Assignment
Across the listing below, count the lines with "derive" in them. Write nothing but the number.

──────────

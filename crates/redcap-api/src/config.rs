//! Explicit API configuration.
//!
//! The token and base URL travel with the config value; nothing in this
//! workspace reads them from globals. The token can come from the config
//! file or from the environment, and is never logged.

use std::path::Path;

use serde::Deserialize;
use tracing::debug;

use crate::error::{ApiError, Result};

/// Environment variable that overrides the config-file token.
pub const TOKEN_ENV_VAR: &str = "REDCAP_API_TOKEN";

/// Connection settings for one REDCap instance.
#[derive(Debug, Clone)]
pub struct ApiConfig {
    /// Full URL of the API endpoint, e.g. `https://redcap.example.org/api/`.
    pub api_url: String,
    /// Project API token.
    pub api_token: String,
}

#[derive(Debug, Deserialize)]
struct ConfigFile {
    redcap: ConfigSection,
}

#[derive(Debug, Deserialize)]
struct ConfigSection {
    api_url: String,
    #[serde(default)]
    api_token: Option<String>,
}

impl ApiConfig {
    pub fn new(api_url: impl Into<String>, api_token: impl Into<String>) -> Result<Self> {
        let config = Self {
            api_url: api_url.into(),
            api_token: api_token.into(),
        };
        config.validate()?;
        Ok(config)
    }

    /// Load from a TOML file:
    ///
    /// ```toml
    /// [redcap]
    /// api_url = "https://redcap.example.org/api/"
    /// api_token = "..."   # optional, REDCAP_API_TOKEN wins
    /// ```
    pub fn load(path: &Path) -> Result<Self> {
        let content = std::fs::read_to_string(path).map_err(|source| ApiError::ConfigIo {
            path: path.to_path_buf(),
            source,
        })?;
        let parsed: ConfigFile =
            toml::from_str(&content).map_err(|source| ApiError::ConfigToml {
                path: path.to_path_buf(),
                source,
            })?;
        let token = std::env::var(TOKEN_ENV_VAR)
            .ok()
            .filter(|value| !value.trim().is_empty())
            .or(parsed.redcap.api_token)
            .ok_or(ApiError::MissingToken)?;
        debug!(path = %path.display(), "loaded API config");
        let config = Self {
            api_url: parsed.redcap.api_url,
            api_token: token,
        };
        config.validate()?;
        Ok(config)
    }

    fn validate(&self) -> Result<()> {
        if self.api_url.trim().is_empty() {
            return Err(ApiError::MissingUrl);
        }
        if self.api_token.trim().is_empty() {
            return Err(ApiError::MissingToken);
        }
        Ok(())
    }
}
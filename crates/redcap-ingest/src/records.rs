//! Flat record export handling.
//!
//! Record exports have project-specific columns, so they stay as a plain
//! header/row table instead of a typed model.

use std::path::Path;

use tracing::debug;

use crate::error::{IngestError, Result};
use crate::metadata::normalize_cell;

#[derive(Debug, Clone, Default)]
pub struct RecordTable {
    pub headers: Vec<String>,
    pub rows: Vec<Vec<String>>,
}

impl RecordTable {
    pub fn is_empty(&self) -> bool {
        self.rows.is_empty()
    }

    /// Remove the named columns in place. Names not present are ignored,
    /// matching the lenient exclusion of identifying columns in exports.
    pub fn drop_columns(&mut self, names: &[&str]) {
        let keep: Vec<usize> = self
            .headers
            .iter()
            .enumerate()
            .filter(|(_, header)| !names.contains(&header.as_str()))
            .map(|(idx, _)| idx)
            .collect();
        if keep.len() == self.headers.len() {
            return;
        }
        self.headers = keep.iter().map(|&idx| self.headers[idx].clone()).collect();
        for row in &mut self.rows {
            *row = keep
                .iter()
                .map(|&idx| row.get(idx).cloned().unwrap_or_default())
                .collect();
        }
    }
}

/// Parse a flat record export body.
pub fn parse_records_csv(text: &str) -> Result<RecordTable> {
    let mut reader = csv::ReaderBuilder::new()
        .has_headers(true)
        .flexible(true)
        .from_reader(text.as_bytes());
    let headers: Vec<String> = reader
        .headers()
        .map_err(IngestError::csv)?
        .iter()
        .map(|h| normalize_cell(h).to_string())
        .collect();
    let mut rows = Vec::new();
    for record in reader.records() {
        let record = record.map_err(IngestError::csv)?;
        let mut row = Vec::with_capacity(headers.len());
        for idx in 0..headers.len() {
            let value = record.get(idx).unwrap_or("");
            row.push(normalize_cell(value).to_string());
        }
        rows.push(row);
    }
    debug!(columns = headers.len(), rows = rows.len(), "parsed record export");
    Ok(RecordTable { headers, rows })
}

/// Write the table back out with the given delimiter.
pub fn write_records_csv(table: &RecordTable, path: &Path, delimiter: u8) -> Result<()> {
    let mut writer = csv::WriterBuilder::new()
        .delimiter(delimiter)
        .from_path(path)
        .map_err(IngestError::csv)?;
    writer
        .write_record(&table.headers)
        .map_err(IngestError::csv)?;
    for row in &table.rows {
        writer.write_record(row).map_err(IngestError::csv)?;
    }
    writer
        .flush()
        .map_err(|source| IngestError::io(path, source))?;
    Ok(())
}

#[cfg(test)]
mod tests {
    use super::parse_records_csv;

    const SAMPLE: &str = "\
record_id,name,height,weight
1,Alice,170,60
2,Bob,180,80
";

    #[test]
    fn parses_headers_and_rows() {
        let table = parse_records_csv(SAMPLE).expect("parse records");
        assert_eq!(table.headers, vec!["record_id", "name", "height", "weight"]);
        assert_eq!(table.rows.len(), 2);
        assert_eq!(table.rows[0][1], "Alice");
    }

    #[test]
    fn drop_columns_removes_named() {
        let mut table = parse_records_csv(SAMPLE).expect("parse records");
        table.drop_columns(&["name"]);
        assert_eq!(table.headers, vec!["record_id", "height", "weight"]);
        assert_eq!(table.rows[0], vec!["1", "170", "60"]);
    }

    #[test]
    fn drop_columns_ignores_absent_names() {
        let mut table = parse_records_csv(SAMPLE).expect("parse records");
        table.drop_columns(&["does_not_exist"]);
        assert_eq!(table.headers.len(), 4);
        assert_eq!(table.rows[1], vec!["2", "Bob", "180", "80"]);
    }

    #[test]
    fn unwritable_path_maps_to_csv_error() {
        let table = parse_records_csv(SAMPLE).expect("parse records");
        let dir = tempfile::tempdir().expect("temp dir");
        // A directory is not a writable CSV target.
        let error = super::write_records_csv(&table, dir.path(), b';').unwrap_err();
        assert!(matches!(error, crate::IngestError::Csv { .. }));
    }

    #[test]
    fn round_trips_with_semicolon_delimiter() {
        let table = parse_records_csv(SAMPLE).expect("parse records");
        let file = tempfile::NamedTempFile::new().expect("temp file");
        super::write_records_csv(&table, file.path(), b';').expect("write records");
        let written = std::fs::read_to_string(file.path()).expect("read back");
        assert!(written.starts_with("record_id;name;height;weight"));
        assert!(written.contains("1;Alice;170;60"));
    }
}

──────────

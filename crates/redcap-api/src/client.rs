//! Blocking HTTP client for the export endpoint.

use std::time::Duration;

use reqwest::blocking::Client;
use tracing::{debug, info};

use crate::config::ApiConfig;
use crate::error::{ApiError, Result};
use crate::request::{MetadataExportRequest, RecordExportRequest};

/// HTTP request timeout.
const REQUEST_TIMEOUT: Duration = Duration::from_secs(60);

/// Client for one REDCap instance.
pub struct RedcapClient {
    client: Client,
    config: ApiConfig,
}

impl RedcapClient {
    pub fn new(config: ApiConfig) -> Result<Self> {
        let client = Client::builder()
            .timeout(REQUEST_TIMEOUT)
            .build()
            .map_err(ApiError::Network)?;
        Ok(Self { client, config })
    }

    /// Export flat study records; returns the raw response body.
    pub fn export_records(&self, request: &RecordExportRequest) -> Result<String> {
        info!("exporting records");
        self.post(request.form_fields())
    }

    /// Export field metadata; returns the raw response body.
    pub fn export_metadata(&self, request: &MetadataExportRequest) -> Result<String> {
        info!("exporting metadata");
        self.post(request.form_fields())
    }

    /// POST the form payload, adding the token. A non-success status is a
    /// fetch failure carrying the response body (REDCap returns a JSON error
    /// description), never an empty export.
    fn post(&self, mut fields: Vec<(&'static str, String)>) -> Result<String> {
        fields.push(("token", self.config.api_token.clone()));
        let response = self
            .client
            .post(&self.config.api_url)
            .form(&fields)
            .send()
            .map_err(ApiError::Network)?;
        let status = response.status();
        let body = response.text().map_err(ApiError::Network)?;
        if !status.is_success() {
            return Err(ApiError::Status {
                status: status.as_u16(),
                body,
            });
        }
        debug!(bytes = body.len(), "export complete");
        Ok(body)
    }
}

──────────

Reply
4